In Bottle: Sweet with a musky, spicy, woodsy base that goes into the back of my throat and gets caught there. I get golden, warm and cinnamon in this but it’s definitely not gourmand. I don’t want to eat this at all. The musk is distinctly telling me not to and I’m going to oblige. It just smells fascinating.

Applied: Sweet, spicy and powerful. Ambre Gris packs a big punch as it throws itself in all directs around application spot. This stuff is potent and you do not need a whole lot of it to project yourself. The musks in this fragrance and the sweetness are trying really hard to convince me that this is what real-life ambergris sitting on a beach smells like. There is a very, very minor saltiness to this but I had to work for that one.

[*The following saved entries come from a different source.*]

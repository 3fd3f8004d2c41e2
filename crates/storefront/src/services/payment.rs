//! Payment gateway collaborator.
//!
//! Real payment processing is out of scope. The gateway contract is what the
//! order lifecycle depends on; [`SimulatedGateway`] stands in for a provider.

use async_trait::async_trait;
use rust_decimal::Decimal;
use thiserror::Error;

use storefront_core::PaymentMethod;

use crate::models::Order;

/// Why a charge did not go through.
#[derive(Debug, Clone, PartialEq, Eq, Error)]
pub enum PaymentError {
    /// The provider refused the charge. The reason is safe to show the buyer.
    #[error("payment declined: {0}")]
    Declined(String),

    /// The provider could not be reached or failed internally.
    #[error("payment provider unavailable: {0}")]
    Unavailable(String),
}

/// A successful charge.
#[derive(Debug, Clone, PartialEq, Eq)]
pub struct ChargeReceipt {
    pub transaction_id: String,
}

/// Charges an order's total.
#[async_trait]
pub trait PaymentGateway: Send + Sync {
    /// Charge `order.total_amount` using `method`.
    async fn charge(&self, order: &Order, method: PaymentMethod)
    -> Result<ChargeReceipt, PaymentError>;
}

/// Approves every online charge up to an optional ceiling.
#[derive(Debug, Clone, Default)]
pub struct SimulatedGateway {
    decline_above: Option<Decimal>,
}

impl SimulatedGateway {
    /// A gateway that declines totals strictly above `decline_above`.
    #[must_use]
    pub const fn new(decline_above: Option<Decimal>) -> Self {
        Self { decline_above }
    }
}

#[async_trait]
impl PaymentGateway for SimulatedGateway {
    async fn charge(
        &self,
        order: &Order,
        method: PaymentMethod,
    ) -> Result<ChargeReceipt, PaymentError> {
        if !method.is_online() {
            return Err(PaymentError::Declined(format!(
                "{method} cannot be charged online"
            )));
        }
        if let Some(limit) = self.decline_above
            && order.total_amount > limit
        {
            return Err(PaymentError::Declined(format!(
                "amount {} {} exceeds the authorised limit",
                order.total_amount, order.currency
            )));
        }

        let transaction_id = format!("TXN-{}", uuid::Uuid::new_v4().simple()).to_uppercase();
        tracing::info!(
            order_number = %order.order_number,
            %method,
            %transaction_id,
            "Simulated charge approved"
        );
        Ok(ChargeReceipt { transaction_id })
    }
}
//! Newtype IDs for type-safe entity references.
//!
//! Use the `define_id!` macro to create type-safe ID wrappers that prevent
//! accidentally mixing IDs from different entity types.

/// Macro to define a type-safe ID wrapper.
///
/// Creates a newtype wrapper around `i32` with:
/// - `Serialize`/`Deserialize` with `#[serde(transparent)]`
/// - `Debug`, `Clone`, `Copy`, `PartialEq`, `Eq`, `Hash`, `PartialOrd`, `Ord`
/// - Conversion methods: `new()`, `as_i32()`
/// - `From<i32>` and `Into<i32>` implementations
/// - `sqlx` `Type`, `Encode`, and `Decode` implementations (with `postgres` feature)
///
/// # Example
///
/// ```rust
/// # use storefront_core::define_id;
/// define_id!(ProductId);
/// define_id!(OrderId);
///
/// let product_id = ProductId::new(1);
/// let order_id = OrderId::new(1);
///
/// // These are different types, so this won't compile:
/// // let _: ProductId = order_id;
/// ```
#[macro_export]
macro_rules! define_id {
    ($name:ident) => {
        #[derive(
            Debug,
            Clone,
            Copy,
            PartialEq,
            Eq,
            Hash,
            PartialOrd,
            Ord,
            ::serde::Serialize,
            ::serde::Deserialize
        )]
        #[serde(transparent)]
        pub struct $name(i32);

        impl $name {
            /// Create a new ID from an i32 value.
            #[must_use]
            pub const fn new(id: i32) -> Self {
                Self(id)
            }

            /// Get the underlying i32 value.
            #[must_use]
            pub const fn as_i32(&self) -> i32 {
                self.0
            }
        }

        impl ::core::fmt::Display for $name {
            fn fmt(&self, f: &mut ::core::fmt::Formatter<'_>) -> ::core::fmt::Result {
                write!(f, "{}", self.0)
            }
        }

        impl From<i32> for $name {
            fn from(id: i32) -> Self {
                Self(id)
            }
        }

        impl From<$name> for i32 {
            fn from(id: $name) -> Self {
                id.0
            }
        }

        #[cfg(feature = "postgres")]
        impl ::sqlx::Type<::sqlx::Postgres> for $name {
            fn type_info() -> ::sqlx::postgres::PgTypeInfo {
                <i32 as ::sqlx::Type<::sqlx::Postgres>>::type_info()
            }

            fn compatible(ty: &::sqlx::postgres::PgTypeInfo) -> bool {
                <i32 as ::sqlx::Type<::sqlx::Postgres>>::compatible(ty)
            }
        }

        #[cfg(feature = "postgres")]
        impl<'r> ::sqlx::Decode<'r, ::sqlx::Postgres> for $name {
            fn decode(
                value: ::sqlx::postgres::PgValueRef<'r>,
            ) -> ::core::result::Result<Self, ::sqlx::error::BoxDynError> {
                let id = <i32 as ::sqlx::Decode<::sqlx::Postgres>>::decode(value)?;
                Ok(Self(id))
            }
        }

        #[cfg(feature = "postgres")]
        impl ::sqlx::Encode<'_, ::sqlx::Postgres> for $name {
            fn encode_by_ref(
                &self,
                buf: &mut ::sqlx::postgres::PgArgumentBuffer,
            ) -> ::std::result::Result<::sqlx::encode::IsNull, ::sqlx::error::BoxDynError> {
                <i32 as ::sqlx::Encode<::sqlx::Postgres>>::encode_by_ref(&self.0, buf)
            }
        }
    };
}

// Define standard entity IDs
define_id!(UserId);
define_id!(CategoryId);
define_id!(ProductId);
define_id!(PromotionId);
define_id!(CartLineId);
define_id!(OrderId);

#[cfg(test)]
mod tests {
    use super::*;

    #[test]
    fn test_id_roundtrips_through_i32() {
        let id = ProductId::new(42);
        assert_eq!(id.as_i32(), 42);
        assert_eq!(i32::from(id), 42);
        assert_eq!(ProductId::from(42), id);
    }

    #[test]
    fn test_id_serializes_transparently() {
        let json = serde_json::to_string(&OrderId::new(7)).unwrap_or_default();
        assert_eq!(json, "7");
    }

    #[test]
    fn test_ids_order_numerically() {
        assert!(PromotionId::new(2) < PromotionId::new(10));
    }
}
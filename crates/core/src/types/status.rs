//! Status enums and their state machines.
//!
//! Every enum serialises as `SCREAMING_SNAKE_CASE`, which is also the text
//! stored in the database.

use serde::{Deserialize, Serialize};

/// A requested status change that the state machine does not allow.
#[derive(thiserror::Error, Debug, Clone, PartialEq, Eq)]
#[error("invalid {entity} transition from {from} to {to}")]
pub struct StatusTransitionError {
    /// Which state machine rejected the change (`order` or `payment`).
    pub entity: &'static str,
    /// Current state.
    pub from: String,
    /// Requested state.
    pub to: String,
}

/// Implements `Display` and `FromStr` over the SCREAMING_SNAKE_CASE names.
macro_rules! status_text {
    ($name:ident { $($variant:ident => $text:literal),+ $(,)? }) => {
        impl $name {
            /// Database and wire representation.
            #[must_use]
            pub const fn as_str(self) -> &'static str {
                match self {
                    $(Self::$variant => $text,)+
                }
            }
        }

        impl std::fmt::Display for $name {
            fn fmt(&self, f: &mut std::fmt::Formatter<'_>) -> std::fmt::Result {
                f.write_str(self.as_str())
            }
        }

        impl std::str::FromStr for $name {
            type Err = String;

            fn from_str(s: &str) -> Result<Self, Self::Err> {
                match s {
                    $($text => Ok(Self::$variant),)+
                    _ => Err(format!(concat!("invalid ", stringify!($name), ": {}"), s)),
                }
            }
        }
    };
}

/// Lifecycle status of a promotion.
#[derive(Debug, Clone, Copy, PartialEq, Eq, Hash, Serialize, Deserialize, Default)]
#[serde(rename_all = "SCREAMING_SNAKE_CASE")]
pub enum PromotionStatus {
    #[default]
    Active,
    Inactive,
    Expired,
}

status_text!(PromotionStatus {
    Active => "ACTIVE",
    Inactive => "INACTIVE",
    Expired => "EXPIRED",
});

/// How a promotion reduces the price.
#[derive(Debug, Clone, Copy, PartialEq, Eq, Hash, Serialize, Deserialize, Default)]
#[serde(rename_all = "SCREAMING_SNAKE_CASE")]
pub enum DiscountType {
    #[default]
    Percentage,
    FixedAmount,
}

status_text!(DiscountType {
    Percentage => "PERCENTAGE",
    FixedAmount => "FIXED_AMOUNT",
});

/// Payment method chosen at checkout.
#[derive(Debug, Clone, Copy, PartialEq, Eq, Hash, Serialize, Deserialize)]
#[serde(rename_all = "SCREAMING_SNAKE_CASE")]
pub enum PaymentMethod {
    Card,
    Paypal,
    BankTransfer,
    CashOnDelivery,
}

status_text!(PaymentMethod {
    Card => "CARD",
    Paypal => "PAYPAL",
    BankTransfer => "BANK_TRANSFER",
    CashOnDelivery => "CASH_ON_DELIVERY",
});

impl PaymentMethod {
    /// Whether the method is charged through the payment gateway.
    ///
    /// Bank transfers and cash on delivery are settled offline by an operator.
    #[must_use]
    pub const fn is_online(self) -> bool {
        matches!(self, Self::Card | Self::Paypal)
    }
}

/// Fulfilment status of an order.
///
/// ```text
/// PENDING -> CONFIRMED -> PROCESSING -> SHIPPED -> DELIVERED
///    \___________\____________\___________\-----> CANCELLED
/// ```
#[derive(Debug, Clone, Copy, PartialEq, Eq, Hash, Serialize, Deserialize, Default)]
#[serde(rename_all = "SCREAMING_SNAKE_CASE")]
pub enum OrderStatus {
    #[default]
    Pending,
    Confirmed,
    Processing,
    Shipped,
    Delivered,
    Cancelled,
}

status_text!(OrderStatus {
    Pending => "PENDING",
    Confirmed => "CONFIRMED",
    Processing => "PROCESSING",
    Shipped => "SHIPPED",
    Delivered => "DELIVERED",
    Cancelled => "CANCELLED",
});

impl OrderStatus {
    /// Whether no further transition is possible.
    #[must_use]
    pub const fn is_terminal(self) -> bool {
        matches!(self, Self::Delivered | Self::Cancelled)
    }

    /// Whether `next` is a legal single step from this state.
    #[must_use]
    pub const fn can_transition_to(self, next: Self) -> bool {
        matches!(
            (self, next),
            (Self::Pending, Self::Confirmed)
                | (Self::Confirmed, Self::Processing)
                | (Self::Processing, Self::Shipped)
                | (Self::Shipped, Self::Delivered)
                | (
                    Self::Pending | Self::Confirmed | Self::Processing | Self::Shipped,
                    Self::Cancelled
                )
        )
    }

    /// Validate a transition.
    ///
    /// # Errors
    ///
    /// Returns [`StatusTransitionError`] if the state machine forbids it.
    pub fn transition_to(self, next: Self) -> Result<Self, StatusTransitionError> {
        if self.can_transition_to(next) {
            Ok(next)
        } else {
            Err(StatusTransitionError {
                entity: "order",
                from: self.to_string(),
                to: next.to_string(),
            })
        }
    }
}

/// Payment status of an order.
///
/// ```text
/// PENDING -> PAID -> REFUNDED
///        \-> FAILED
/// ```
#[derive(Debug, Clone, Copy, PartialEq, Eq, Hash, Serialize, Deserialize, Default)]
#[serde(rename_all = "SCREAMING_SNAKE_CASE")]
pub enum PaymentStatus {
    #[default]
    Pending,
    Paid,
    Failed,
    Refunded,
}

status_text!(PaymentStatus {
    Pending => "PENDING",
    Paid => "PAID",
    Failed => "FAILED",
    Refunded => "REFUNDED",
});

impl PaymentStatus {
    /// Whether `next` is a legal step from this state.
    #[must_use]
    pub const fn can_transition_to(self, next: Self) -> bool {
        matches!(
            (self, next),
            (Self::Pending, Self::Paid | Self::Failed) | (Self::Paid, Self::Refunded)
        )
    }

    /// Validate a transition.
    ///
    /// # Errors
    ///
    /// Returns [`StatusTransitionError`] if the state machine forbids it.
    pub fn transition_to(self, next: Self) -> Result<Self, StatusTransitionError> {
        if self.can_transition_to(next) {
            Ok(next)
        } else {
            Err(StatusTransitionError {
                entity: "payment",
                from: self.to_string(),
                to: next.to_string(),
            })
        }
    }
}
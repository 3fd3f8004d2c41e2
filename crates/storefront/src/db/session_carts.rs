//! In-memory cart storage.
//!
//! Guest carts always live here, keyed by the session's guest key, and expire
//! after the same idle period as the session. In development mode a second,
//! non-expiring instance also holds user carts.

use std::sync::Arc;
use std::sync::atomic::{AtomicI32, Ordering};
use std::time::Duration;

use async_trait::async_trait;
use chrono::{DateTime, Utc};
use moka::future::Cache;
use rust_decimal::Decimal;
use tokio::sync::Mutex;

use storefront_core::{CartLineId, CartOwner, ProductId, Quantity};

use super::{CartStore, RepositoryError};
use crate::models::CartLine;

type Lines = Arc<Mutex<Vec<CartLine>>>;

/// Carts held in a `moka` cache, one mutex-guarded line list per owner.
pub struct SessionCartStore {
    carts: Cache<CartOwner, Lines>,
    next_line_id: AtomicI32,
}

impl SessionCartStore {
    /// Store for guest carts: at most `capacity` carts, each dropped after
    /// `idle` without access.
    #[must_use]
    pub fn new(capacity: u64, idle: Duration) -> Self {
        let carts = Cache::builder()
            .max_capacity(capacity)
            .time_to_idle(idle)
            .build();
        Self {
            carts,
            next_line_id: AtomicI32::new(0),
        }
    }

    /// Store without expiry or capacity limit.
    #[must_use]
    pub fn unbounded() -> Self {
        Self {
            carts: Cache::builder().build(),
            next_line_id: AtomicI32::new(0),
        }
    }

    async fn existing(&self, owner: &CartOwner) -> Option<Lines> {
        self.carts.get(owner).await
    }

    async fn entry(&self, owner: &CartOwner) -> Lines {
        self.carts
            .get_with(*owner, async { Arc::new(Mutex::new(Vec::new())) })
            .await
    }

    fn next_id(&self) -> CartLineId {
        CartLineId::new(self.next_line_id.fetch_add(1, Ordering::Relaxed) + 1)
    }
}

impl std::fmt::Debug for SessionCartStore {
    fn fmt(&self, f: &mut std::fmt::Formatter<'_>) -> std::fmt::Result {
        f.debug_struct("SessionCartStore")
            .field("carts", &self.carts.entry_count())
            .finish_non_exhaustive()
    }
}

#[async_trait]
impl CartStore for SessionCartStore {
    async fn lines(&self, owner: &CartOwner) -> Result<Vec<CartLine>, RepositoryError> {
        match self.existing(owner).await {
            Some(lines) => Ok(lines.lock().await.clone()),
            None => Ok(Vec::new()),
        }
    }

    async fn add_or_increment(
        &self,
        owner: &CartOwner,
        product_id: ProductId,
        quantity: Quantity,
        unit_price: Decimal,
        now: DateTime<Utc>,
    ) -> Result<CartLine, RepositoryError> {
        let lines = self.entry(owner).await;
        let mut lines = lines.lock().await;

        if let Some(line) = lines.iter_mut().find(|l| l.product_id == product_id) {
            line.quantity = line.quantity.saturating_add(quantity);
            return Ok(line.clone());
        }

        let line = CartLine {
            id: self.next_id(),
            product_id,
            quantity,
            unit_price,
            added_at: now,
        };
        lines.push(line.clone());
        Ok(line)
    }

    async fn set_quantity(
        &self,
        owner: &CartOwner,
        line_id: CartLineId,
        quantity: Quantity,
    ) -> Result<Option<CartLine>, RepositoryError> {
        let Some(lines) = self.existing(owner).await else {
            return Ok(None);
        };
        let mut lines = lines.lock().await;
        Ok(lines.iter_mut().find(|l| l.id == line_id).map(|line| {
            line.quantity = quantity;
            line.clone()
        }))
    }

    async fn remove_line(
        &self,
        owner: &CartOwner,
        line_id: CartLineId,
    ) -> Result<bool, RepositoryError> {
        let Some(lines) = self.existing(owner).await else {
            return Ok(false);
        };
        let mut lines = lines.lock().await;
        let before = lines.len();
        lines.retain(|l| l.id != line_id);
        Ok(lines.len() != before)
    }

    async fn clear(&self, owner: &CartOwner) -> Result<(), RepositoryError> {
        // Emptied in place: an add already holding this entry must land in
        // the cart that stays cached.
        if let Some(lines) = self.existing(owner).await {
            lines.lock().await.clear();
        }
        Ok(())
    }

    async fn consume(
        &self,
        owner: &CartOwner,
        consumed: &[CartLine],
    ) -> Result<(), RepositoryError> {
        let Some(lines) = self.existing(owner).await else {
            return Ok(());
        };
        let mut lines = lines.lock().await;
        for taken in consumed {
            let Some(pos) = lines.iter().position(|l| l.id == taken.id) else {
                continue;
            };
            let left = lines[pos].quantity.get().saturating_sub(taken.quantity.get());
            if left == 0 {
                lines.remove(pos);
            } else {
                lines[pos].quantity = Quantity::saturating(i64::from(left));
            }
        }
        Ok(())
    }
}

Ambre Gris is golden, warm, and a bit racy. It’ll also last, and last, and last, and just when you’ve outlasted it, you’ll get a whiff or two and think again.

Extra: Ambergris comes from whales. More specifically, it’s a regurgitated waxy, greyish lump of substance mostly used in perfumery after appropriate aging. Most ambergris in fragrances these days are synthetic, in that they’ve had various compounds mixed together to simulate real ambergris due to a wide barrage of ethical, legal, rarity and expense issues.

Design: Presented in a grey tinted glass bottle, Ambre Gris is topped with a golden, ball-like cap. The cap reminds me of a golden inverse golf ball. I’m fairly indifferent from the look of the fragrance itself. It’s easy, functional, the golf ball cap is a pleasant element.

Fragrance Family: Oriental

Notes: Pink pepper, cinnamon, tuberose,i mmortelle, myrrh, smokey woods , benzoin, white musk, ambergris.

Interesting how I couldn’t pick up on the tuberose but now that I know it’s in there, I did get that slick, slightly floral up-your-nose-and-around-the-corner tuberose kick. Or I could just be making it all up.

Reviewed in This Post: Ambre Gris, 2009, Sample vial.